I saw the band play a stunning set at the Schomberg Center in December; their approach combines extraordinary passion and precision, and their gifts as musicians continue to blossom. Hart, in this or any context, is truly a marvel, a fiery presence with the coiled strike of a cobra. Henderson and Cables explore melodic lines with an inquisitive gentleness, and McBee brings the sympathetic spirit that has graced scores of recordings and hundreds of club dates. Harper shone as a composer and improviser, bringing an elegant, almost mournful quality to his playing. The rendition of his “Croquet Ballet” recalled his time playing with Lee Morgan, as well as his very moving appearance in the documentary about the trumpeter. That 2016 film has drawn welcome attention back to Harper, whose star keeps rising. Word to the wise: The Cookers are performing March 14–19 at Birdland. Don’t miss it.

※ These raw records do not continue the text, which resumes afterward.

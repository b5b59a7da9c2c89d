//! Cloud service integration for text recognition and notes generation
//!
//! Provides interfaces to Cloud Vision text detection and Gemini content
//! generation, both reached through the keyed JSON [`gateway::ApiGateway`].

pub mod gateway;
pub mod gemini;
pub mod mime;
pub mod mock;
#[cfg(test)]
pub(crate) mod test_support;
pub mod vision;

pub use gemini::GeminiNotesClient;
pub use mock::{MockNotesClient, MockOcrClient};
pub use vision::VisionClient;

use crate::models::ImageContent;
use crate::Result;
use async_trait::async_trait;
use serde_json::Value;

#[async_trait]
pub trait OcrService: Send + Sync {
    /// Run text detection and return the service response unmodified.
    async fn recognize_text(&self, image: &ImageContent) -> Result<Value>;
}

#[async_trait]
pub trait NotesService: Send + Sync {
    /// Summarize `text` into HTML notes.
    async fn generate_notes(&self, text: &str) -> Result<String>;
}
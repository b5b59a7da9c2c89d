//! Gemini `generateContent` payloads used by the notes client.

use crate::{Error, Result};
use serde::{Deserialize, Serialize};

/// Sampling settings sent with every notes request.
#[derive(Debug, Clone, Copy, PartialEq, Serialize)]
#[serde(rename_all = "camelCase")]
pub struct GenerationConfig {
    pub temperature: f64,
    pub top_k: u32,
    pub top_p: f64,
    pub max_output_tokens: u32,
}

impl Default for GenerationConfig {
    fn default() -> Self {
        Self {
            temperature: 0.7,
            top_k: 40,
            top_p: 0.95,
            max_output_tokens: 1024,
        }
    }
}

#[derive(Debug, Serialize)]
#[serde(rename_all = "camelCase")]
pub struct GenerateContentRequest {
    pub contents: Vec<RequestContent>,
    pub generation_config: GenerationConfig,
}

#[derive(Debug, Serialize)]
pub struct RequestContent {
    pub parts: Vec<RequestPart>,
}

#[derive(Debug, Serialize)]
pub struct RequestPart {
    pub text: String,
}

impl GenerateContentRequest {
    pub fn from_prompt(prompt: String, generation_config: GenerationConfig) -> Self {
        Self {
            contents: vec![RequestContent {
                parts: vec![RequestPart { text: prompt }],
            }],
            generation_config,
        }
    }
}

/// Top-level `generateContent` response envelope.
///
/// Every level is optional so that shape problems surface through
/// [`GenerateContentResponse::first_text`] with the missing field named.
#[derive(Debug, Default, Deserialize)]
pub struct GenerateContentResponse {
    #[serde(default)]
    pub candidates: Vec<Candidate>,
}

#[derive(Debug, Deserialize)]
pub struct Candidate {
    pub content: Option<ResponseContent>,
}

#[derive(Debug, Deserialize)]
pub struct ResponseContent {
    #[serde(default)]
    pub parts: Vec<ResponsePart>,
}

#[derive(Debug, Deserialize)]
pub struct ResponsePart {
    pub text: Option<String>,
}

impl GenerateContentResponse {
    /// Text of `candidates[0].content.parts[0]`, which must be non-empty.
    pub fn first_text(&self, service: &'static str) -> Result<&str> {
        let missing = |field: &str| Error::MalformedResponse {
            service,
            field: field.to_string(),
        };

        let candidate = self.candidates.first().ok_or_else(|| missing("candidates[0]"))?;
        let content = candidate
            .content
            .as_ref()
            .ok_or_else(|| missing("candidates[0].content"))?;
        let part = content
            .parts
            .first()
            .ok_or_else(|| missing("candidates[0].content.parts[0]"))?;

        part.text
            .as_deref()
            .filter(|text| !text.is_empty())
            .ok_or_else(|| missing("candidates[0].content.parts[0].text"))
    }
}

The palimpsest of the past can do far more than render us nostalgic; it can provide lessons that inform our present condition in important ways. It’s in this spirit that I offer the following anecdotes. As a college student, I played guitar in the Columbia Jazz Band, which was led by the estimable trumpeter Don Hahn. At one rehearsal, he announced that he was going to bring in a guest soloist to play with the band, a “heavy cat,” in his words—none other than Harper. We ran through our best number, the bebop standard “Donna Lee,” with him. He listened carefully to our likely sub-standard treatment of the tune and offered us the following advice: “You don’t have to play every note.” His comment has resonated through the years, about the power of discretion, of omitting the obvious, of implication.
The other is a story about Miles Davis, which was related by Herbie Hancock as part of a series of lectures he gave at Harvard. Miles had an unusual way of auditioning people for his band; he’d get word to them that they were invited over to his house to play, but when they arrived, he was nowhere to be seen—he preferred listening from an upstairs room so as not to throw off the dynamic they were creating. When Hancock arrived, he was ushered in by an assistant and, given no instruction, began playing with the others in the room. Later that day, he saw Miles, who—always terse—apprised his abilities with a single phrase: “Nice touch.” Sometimes, nothing else needs to be said.